Collected data entries
━━━━━━━━━━━━━━━━━━━━

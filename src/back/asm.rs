//! The 32-bit x86 assembly listing builder.
//!
//! An append-only builder with two segments plus a scratch buffer:
//!
//! - `data` collects one `<label> <directive> <value>` line per global;
//! - `text` collects function labels and instructions;
//! - `code` collects the body of the function currently being compiled,
//!   and is spliced into `text` between the prologue and the epilogue by
//!   [Asm::insert_function_code].
//!
//! [Asm::finish] joins the segments with the fixed FASM boilerplate: the
//! PE header, the startup stub that calls `_main` and hands its result to
//! `ExitProcess`, the `scanf`/`printf` wrappers behind the `_read` and
//! `_write` intrinsics, and the import directory.
//!
//! # Operand formatting
//!
//! [operand] renders a [Value] the way an instruction names it: literals
//! as plain decimals, registers by their name at the value's current
//! width, and memory symbols as `<width> [symbol+offset]`.  A symbol of
//! function-pointer type renders as the bare label, which is what `call`
//! wants.

use crate::common::Id;

use super::regs::Registers;
use super::types::{Type, Width};
use super::value::Value;

/// Mangle a source name into an assembly symbol.  The prefix keeps user
/// identifiers clear of the assembler's reserved words.
pub fn mangle(name: Id) -> Id {
    crate::common::id(&format!("_{name}"))
}

/// Render a value as an instruction operand.
pub fn operand(value: &Value, regs: &Registers) -> String {
    match value {
        Value::Integer { literal, .. } => literal.to_string(),
        Value::Register { ty, allocation } => regs.resolve(*allocation).name(ty.width()).to_string(),
        Value::Symbol {
            ty: Type::Function(_),
            symbol,
            ..
        } => symbol.to_string(),
        Value::Symbol {
            ty: Type::Int(ty),
            symbol,
            offset,
        } => {
            if *offset == 0 {
                format!("{} [{}]", ty.width(), symbol)
            } else if *offset > 0 {
                format!("{} [{}+{}]", ty.width(), symbol, offset)
            } else {
                format!("{} [{}{}]", ty.width(), symbol, offset)
            }
        }
    }
}

const HEADER: &str = "\
format PE console
entry start

include 'win32a.inc'
";

/// The `printf`/`scanf` format strings every program carries.
const DATA_FORMATS: &str = "\
  scanf_format db \"%d\", 0
  printf_format db \"%d\", 10, 0
";

/// Entry point: run `main`, exit with its result.
const START_STUB: &str = "\
start:
  call _main
  push eax
  call [ExitProcess]
";

/// The intrinsic wrappers over the C runtime.  `_read` scans one decimal
/// integer into a stack slot and returns it; `_write` prints its one
/// cdecl argument followed by a newline.
const RUNTIME: &str = "\
_read:
  push ebp
  mov ebp, esp
  sub esp, 4
  lea eax, [ebp-4]
  push eax
  push scanf_format
  call [scanf]
  add esp, 8
  mov eax, dword [ebp-4]
  leave
  ret

_write:
  push ebp
  mov ebp, esp
  push dword [ebp+8]
  push printf_format
  call [printf]
  add esp, 8
  leave
  ret
";

const FOOTER: &str = "\
section '.idata' import data readable
  library kernel32, 'KERNEL32.DLL', msvcrt, 'MSVCRT.DLL'
  import kernel32, ExitProcess, 'ExitProcess'
  import msvcrt, scanf, 'scanf', printf, 'printf'
";

#[derive(Default)]
pub struct Asm {
    data: String,
    text: String,
    code: String,
}

impl Asm {
    pub fn new() -> Self {
        Asm::default()
    }

    /// One data-segment definition, e.g. `_a dd 42`.
    pub fn data_line(&mut self, label: Id, width: Width, value: &str) {
        self.data.push_str("  ");
        self.data.push_str(&label);
        self.data.push(' ');
        self.data.push_str(width.directive());
        self.data.push(' ');
        self.data.push_str(value);
        self.data.push('\n');
    }

    /// A label line in the text segment.
    pub fn text_label(&mut self, label: &str) {
        self.text.push_str(label);
        self.text.push_str(":\n");
    }

    /// An instruction line in the text segment (prologue/epilogue).
    pub fn text_line(&mut self, insn: &str) {
        self.text.push_str("  ");
        self.text.push_str(insn);
        self.text.push('\n');
    }

    /// A blank separator line in the text segment.
    pub fn text_blank(&mut self) {
        self.text.push('\n');
    }

    /// An instruction line in the current function's scratch buffer.
    pub fn code_line(&mut self, insn: &str) {
        self.code.push_str("  ");
        self.code.push_str(insn);
        self.code.push('\n');
    }

    pub fn clear_code(&mut self) {
        self.code.clear();
    }

    /// Splice the scratch buffer into the text segment, between the
    /// already-emitted prologue and the epilogue about to follow.
    pub fn insert_function_code(&mut self) {
        self.text.push_str(&self.code);
        self.code.clear();
    }

    /// Join the segments into the final listing.
    pub fn finish(self) -> String {
        let mut listing = String::new();
        listing.push_str(HEADER);
        listing.push_str("\nsection '.data' data readable writeable\n");
        listing.push_str(&self.data);
        listing.push_str(DATA_FORMATS);
        listing.push_str("\nsection '.text' code readable executable\n");
        listing.push_str(START_STUB);
        listing.push('\n');
        listing.push_str(&self.text);
        listing.push_str(RUNTIME);
        listing.push('\n');
        listing.push_str(FOOTER);
        listing
    }
}

#[cfg(test)]
mod tests {
    use super::*;
    use crate::back::types::{IntType, I16, I32, U8};
    use crate::common::{id, Location};

    fn loc() -> Location {
        Location::new(id("test.mc"), 0, 0)
    }

    fn symbol(ty: IntType, name: &str, offset: i32) -> Value {
        Value::Symbol {
            ty: Type::Int(ty),
            symbol: id(name),
            offset,
        }
    }

    #[test]
    fn formats_integer_operands() {
        let regs = Registers::new();
        let value = Value::Integer {
            ty: Some(I32),
            literal: -7,
        };
        assert_eq!(operand(&value, &regs), "-7");
    }

    #[test]
    fn formats_memory_operands_with_width_and_offset() {
        let regs = Registers::new();
        assert_eq!(operand(&symbol(I32, "_a", 0), &regs), "dword [_a]");
        assert_eq!(operand(&symbol(I32, "ebp", 8), &regs), "dword [ebp+8]");
        assert_eq!(operand(&symbol(U8, "ebp", -4), &regs), "byte [ebp-4]");
        assert_eq!(operand(&symbol(I16, "esp", 4), &regs), "word [esp+4]");
    }

    #[test]
    fn formats_function_symbols_as_bare_labels() {
        let regs = Registers::new();
        let callee = Value::Symbol {
            ty: Type::Function(0),
            symbol: id("_sum"),
            offset: 0,
        };
        assert_eq!(operand(&callee, &regs), "_sum");
    }

    #[test]
    fn register_operands_follow_the_value_width() {
        let mut regs = Registers::new();
        let value = regs.allocate(I32, loc()).unwrap();
        assert_eq!(operand(&value, &regs), "eax");
        let narrowed = value.retyped(U8);
        assert_eq!(operand(&narrowed, &regs), "al");
    }

    #[test]
    fn splices_code_between_prologue_and_epilogue() {
        let mut asm = Asm::new();
        asm.code_line("add eax, 2");
        asm.text_label("_main");
        asm.text_line("push ebp");
        asm.insert_function_code();
        asm.text_line("ret");
        let listing = asm.finish();
        let body = [
            "_main:",
            "  push ebp",
            "  add eax, 2",
            "  ret",
        ]
        .join("\n");
        assert!(listing.contains(&body), "bad splice order:\n{listing}");
    }

    #[test]
    fn listing_carries_the_fixed_boilerplate() {
        let mut asm = Asm::new();
        asm.data_line(id("_a"), Width::Dword, "42");
        let listing = asm.finish();
        for piece in [
            "format PE console",
            "entry start",
            "include 'win32a.inc'",
            "section '.data' data readable writeable",
            "  _a dd 42",
            "scanf_format db \"%d\", 0",
            "printf_format db \"%d\", 10, 0",
            "section '.text' code readable executable",
            "start:",
            "  call _main",
            "  call [ExitProcess]",
            "_read:",
            "_write:",
            "section '.idata' import data readable",
            "import msvcrt, scanf, 'scanf', printf, 'printf'",
        ] {
            assert!(listing.contains(piece), "missing {piece:?} in:\n{listing}");
        }
    }

    #[test]
    fn mangles_with_an_underscore() {
        assert_eq!(mangle(id("main")), id("_main"));
    }
}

━━━━━━━━━━━━━━━━━━━━

- [Task details]
Your response should be the lines above from the first to the one containing "use super::value::Value;", inclusive, each given exactly.

- [Response to this exercise]
filename src/back/asm.rs
//! The 32-bit x86 assembly listing builder.
//!
//! An append-only builder with two segments plus a scratch buffer:
//!
//! - `data` collects one `<label> <directive> <value>` line per global;
//! - `text` collects function labels and instructions;
//! - `code` collects the body of the function currently being compiled,
//!   and is spliced into `text` between the prologue and the epilogue by
//!   [Asm::insert_function_code].
//!
//! [Asm::finish] joins the segments with the fixed FASM boilerplate: the
//! PE header, the startup stub that calls `_main` and hands its result to
//! `ExitProcess`, the `scanf`/`printf` wrappers behind the `_read` and
//! `_write` intrinsics, and the import directory.
//!
//! # Operand formatting
//!
//! [operand] renders a [Value] the way an instruction names it: literals
//! as plain decimals, registers by their name at the value's current
//! width, and memory symbols as `<width> [symbol+offset]`.  A symbol of
//! function-pointer type renders as the bare label, which is what `call`
//! wants.

use crate::common::Id;

use super::regs::Registers;
use super::types::{Type, Width};
use super::value::Value;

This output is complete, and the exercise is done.